Your task is to return the data below, word for word.

• Source records
*** Block opens ***

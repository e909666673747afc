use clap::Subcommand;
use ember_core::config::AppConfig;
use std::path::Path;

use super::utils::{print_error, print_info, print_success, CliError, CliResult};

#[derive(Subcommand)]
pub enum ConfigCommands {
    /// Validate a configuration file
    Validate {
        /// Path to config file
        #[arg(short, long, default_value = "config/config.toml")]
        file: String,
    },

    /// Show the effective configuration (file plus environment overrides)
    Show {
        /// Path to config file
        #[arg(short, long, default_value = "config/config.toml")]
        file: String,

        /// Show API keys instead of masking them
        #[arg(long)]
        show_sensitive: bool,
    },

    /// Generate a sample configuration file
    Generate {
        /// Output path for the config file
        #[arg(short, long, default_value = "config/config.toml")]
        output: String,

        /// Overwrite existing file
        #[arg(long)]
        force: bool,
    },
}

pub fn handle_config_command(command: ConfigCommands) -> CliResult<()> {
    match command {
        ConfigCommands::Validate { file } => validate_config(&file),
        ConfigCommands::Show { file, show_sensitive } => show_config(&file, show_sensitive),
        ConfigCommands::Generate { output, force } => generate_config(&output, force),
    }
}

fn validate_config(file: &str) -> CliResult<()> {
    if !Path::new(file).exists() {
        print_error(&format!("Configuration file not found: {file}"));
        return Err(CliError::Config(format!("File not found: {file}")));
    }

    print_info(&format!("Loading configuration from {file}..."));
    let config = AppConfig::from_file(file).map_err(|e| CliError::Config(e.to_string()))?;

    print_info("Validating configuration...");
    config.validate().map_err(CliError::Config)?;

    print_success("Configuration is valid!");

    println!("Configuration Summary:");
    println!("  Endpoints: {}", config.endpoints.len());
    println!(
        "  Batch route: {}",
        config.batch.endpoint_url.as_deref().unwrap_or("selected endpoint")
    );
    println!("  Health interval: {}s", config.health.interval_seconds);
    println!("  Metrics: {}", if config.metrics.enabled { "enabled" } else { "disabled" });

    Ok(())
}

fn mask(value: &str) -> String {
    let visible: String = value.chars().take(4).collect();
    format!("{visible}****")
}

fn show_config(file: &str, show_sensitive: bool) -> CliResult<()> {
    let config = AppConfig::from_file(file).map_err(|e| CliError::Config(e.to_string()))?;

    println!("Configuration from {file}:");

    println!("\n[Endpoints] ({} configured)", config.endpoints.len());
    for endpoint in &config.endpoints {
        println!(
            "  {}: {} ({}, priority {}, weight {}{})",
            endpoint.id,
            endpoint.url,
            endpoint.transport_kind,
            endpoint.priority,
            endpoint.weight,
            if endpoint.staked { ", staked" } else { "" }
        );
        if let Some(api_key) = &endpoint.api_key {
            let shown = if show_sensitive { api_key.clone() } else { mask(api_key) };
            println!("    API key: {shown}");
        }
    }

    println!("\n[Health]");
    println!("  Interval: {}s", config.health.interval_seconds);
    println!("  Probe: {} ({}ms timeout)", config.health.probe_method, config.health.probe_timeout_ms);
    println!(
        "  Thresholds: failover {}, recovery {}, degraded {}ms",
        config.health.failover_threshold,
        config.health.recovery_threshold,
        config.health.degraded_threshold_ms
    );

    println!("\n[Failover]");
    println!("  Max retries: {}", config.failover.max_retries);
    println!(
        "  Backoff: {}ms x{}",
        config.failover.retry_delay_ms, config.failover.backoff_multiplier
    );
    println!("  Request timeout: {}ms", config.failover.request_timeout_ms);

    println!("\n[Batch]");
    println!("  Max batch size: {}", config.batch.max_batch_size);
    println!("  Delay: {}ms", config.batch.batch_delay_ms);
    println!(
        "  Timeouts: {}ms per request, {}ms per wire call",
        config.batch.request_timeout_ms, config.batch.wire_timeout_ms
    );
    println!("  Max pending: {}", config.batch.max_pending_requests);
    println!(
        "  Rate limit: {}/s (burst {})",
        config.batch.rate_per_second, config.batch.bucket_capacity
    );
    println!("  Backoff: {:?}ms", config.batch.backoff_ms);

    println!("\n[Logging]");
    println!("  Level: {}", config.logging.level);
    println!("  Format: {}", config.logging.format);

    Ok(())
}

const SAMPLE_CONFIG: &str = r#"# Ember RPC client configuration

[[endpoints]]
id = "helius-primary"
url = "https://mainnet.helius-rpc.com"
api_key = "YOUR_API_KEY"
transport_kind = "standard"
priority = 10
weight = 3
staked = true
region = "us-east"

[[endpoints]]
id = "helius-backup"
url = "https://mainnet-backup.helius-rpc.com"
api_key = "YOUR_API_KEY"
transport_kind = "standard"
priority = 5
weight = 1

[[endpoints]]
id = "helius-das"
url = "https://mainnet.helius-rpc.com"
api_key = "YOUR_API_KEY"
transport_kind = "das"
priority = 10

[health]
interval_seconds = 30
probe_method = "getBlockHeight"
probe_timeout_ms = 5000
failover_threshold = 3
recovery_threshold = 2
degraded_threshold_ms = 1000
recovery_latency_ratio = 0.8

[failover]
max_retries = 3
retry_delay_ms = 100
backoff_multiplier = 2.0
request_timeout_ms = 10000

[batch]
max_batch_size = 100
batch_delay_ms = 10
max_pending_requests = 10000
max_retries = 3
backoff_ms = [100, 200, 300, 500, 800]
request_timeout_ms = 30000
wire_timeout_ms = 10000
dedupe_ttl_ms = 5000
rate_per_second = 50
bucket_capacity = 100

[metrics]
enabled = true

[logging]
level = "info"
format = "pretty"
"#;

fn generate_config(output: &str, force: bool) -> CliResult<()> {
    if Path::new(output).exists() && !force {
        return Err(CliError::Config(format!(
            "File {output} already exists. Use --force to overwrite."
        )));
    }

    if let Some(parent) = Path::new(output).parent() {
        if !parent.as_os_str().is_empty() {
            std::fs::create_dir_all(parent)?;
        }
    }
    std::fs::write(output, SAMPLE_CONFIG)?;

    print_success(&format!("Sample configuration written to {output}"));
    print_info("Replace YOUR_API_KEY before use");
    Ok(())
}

*** Block closes ***

• Written answer
repository e909666673747afc
use clap::Subcommand;
use ember_core::config::AppConfig;
use std::path::Path;

use super::utils::{print_error, print_info, print_success, CliError, CliResult};

#[derive(Subcommand)]
pub enum ConfigCommands {
    /// Validate a configuration file
    Validate {
        /// Path to config file
        #[arg(short, long, default_value = "config/config.toml")]
        file: String,
    },

    /// Show the effective configuration (file plus environment overrides)
    Show {
        /// Path to config file
        #[arg(short, long, default_value = "config/config.toml")]
        file: String,

        /// Show API keys instead of masking them
        #[arg(long)]
        show_sensitive: bool,
    },

    /// Generate a sample configuration file
    Generate {
        /// Output path for the config file
        #[arg(short, long, default_value = "config/config.toml")]
        output: String,

        /// Overwrite existing file
        #[arg(long)]
        force: bool,
    },
}

pub fn handle_config_command(command: ConfigCommands) -> CliResult<()> {
    match command {
        ConfigCommands::Validate { file } => validate_config(&file),
        ConfigCommands::Show { file, show_sensitive } => show_config(&file, show_sensitive),
        ConfigCommands::Generate { output, force } => generate_config(&output, force),
    }
}

fn validate_config(file: &str) -> CliResult<()> {
    if !Path::new(file).exists() {
        print_error(&format!("Configuration file not found: {file}"));
        return Err(CliError::Config(format!("File not found: {file}")));
    }

    print_info(&format!("Loading configuration from {file}..."));
    let config = AppConfig::from_file(file).map_err(|e| CliError::Config(e.to_string()))?;

    print_info("Validating configuration...");
    config.validate().map_err(CliError::Config)?;

    print_success("Configuration is valid!");

    println!("Configuration Summary:");
    println!("  Endpoints: {}", config.endpoints.len());
    println!(
        "  Batch route: {}",
        config.batch.endpoint_url.as_deref().unwrap_or("selected endpoint")
    );
    println!("  Health interval: {}s", config.health.interval_seconds);
    println!("  Metrics: {}", if config.metrics.enabled { "enabled" } else { "disabled" });

    Ok(())
}

fn mask(value: &str) -> String {
    let visible: String = value.chars().take(4).collect();
    format!("{visible}****")
}

fn show_config(file: &str, show_sensitive: bool) -> CliResult<()> {
    let config = AppConfig::from_file(file).map_err(|e| CliError::Config(e.to_string()))?;

    println!("Configuration from {file}:");

    println!("\n[Endpoints] ({} configured)", config.endpoints.len());
    for endpoint in &config.endpoints {
        println!(
            "  {}: {} ({}, priority {}, weight {}{})",
            endpoint.id,
            endpoint.url,
            endpoint.transport_kind,
            endpoint.priority,
            endpoint.weight,
            if endpoint.staked { ", staked" } else { "" }
        );
        if let Some(api_key) = &endpoint.api_key {
            let shown = if show_sensitive { api_key.clone() } else { mask(api_key) };
            println!("    API key: {shown}");
        }
    }

    println!("\n[Health]");
    println!("  Interval: {}s", config.health.interval_seconds);
    println!("  Probe: {} ({}ms timeout)", config.health.probe_method, config.health.probe_timeout_ms);
    println!(
        "  Thresholds: failover {}, recovery {}, degraded {}ms",
        config.health.failover_threshold,
        config.health.recovery_threshold,
        config.health.degraded_threshold_ms
    );

    println!("\n[Failover]");
    println!("  Max retries: {}", config.failover.max_retries);
    println!(
        "  Backoff: {}ms x{}",
        config.failover.retry_delay_ms, config.failover.backoff_multiplier
    );
    println!("  Request timeout: {}ms", config.failover.request_timeout_ms);

    println!("\n[Batch]");
    println!("  Max batch size: {}", config.batch.max_batch_size);
    println!("  Delay: {}ms", config.batch.batch_delay_ms);
    println!(
        "  Timeouts: {}ms per request, {}ms per wire call",
        config.batch.request_timeout_ms, config.batch.wire_timeout_ms
    );
    println!("  Max pending: {}", config.batch.max_pending_requests);
    println!(
        "  Rate limit: {}/s (burst {})",
        config.batch.rate_per_second, config.batch.bucket_capacity
    );
    println!("  Backoff: {:?}ms", config.batch.backoff_ms);

    println!("\n[Logging]");
    println!("  Level: {}", config.logging.level);
    println!("  Format: {}", config.logging.format);

    Ok(())
}

const SAMPLE_CONFIG: &str = r#"# Ember RPC client configuration

[[endpoints]]
id = "helius-primary"
url = "https://mainnet.helius-rpc.com"
api_key = "YOUR_API_KEY"
transport_kind = "standard"
priority = 10
weight = 3
staked = true
region = "us-east"

[[endpoints]]
id = "helius-backup"
url = "https://mainnet-backup.helius-rpc.com"
api_key = "YOUR_API_KEY"
transport_kind = "standard"
priority = 5
weight = 1

[[endpoints]]
id = "helius-das"
url = "https://mainnet.helius-rpc.com"
api_key = "YOUR_API_KEY"
transport_kind = "das"
priority = 10

[health]
interval_seconds = 30
probe_method = "getBlockHeight"
probe_timeout_ms = 5000
failover_threshold = 3
recovery_threshold = 2
degraded_threshold_ms = 1000
recovery_latency_ratio = 0.8

[failover]
max_retries = 3
retry_delay_ms = 100
backoff_multiplier = 2.0
request_timeout_ms = 10000

[batch]
max_batch_size = 100
batch_delay_ms = 10
max_pending_requests = 10000
max_retries = 3
backoff_ms = [100, 200, 300, 500, 800]
request_timeout_ms = 30000
wire_timeout_ms = 10000
dedupe_ttl_ms = 5000
rate_per_second = 50
bucket_capacity = 100

[metrics]
enabled = true

[logging]
level = "info"
format = "pretty"
"#;

fn generate_config(output: &str, force: bool) -> CliResult<()> {
    if Path::new(output).exists() && !force {
        return Err(CliError::Config(format!(
            "File {output} already exists. Use --force to overwrite."
        )));
    }

    if let Some(parent) = Path::new(output).parent() {
        if !parent.as_os_str().is_empty() {
            std::fs::create_dir_all(parent)?;
        }
    }
    std::fs::write(output, SAMPLE_CONFIG)?;

    print_success(&format!("Sample configuration written to {output}"));
    print_info("Replace YOUR_API_KEY before use");
    Ok(())
}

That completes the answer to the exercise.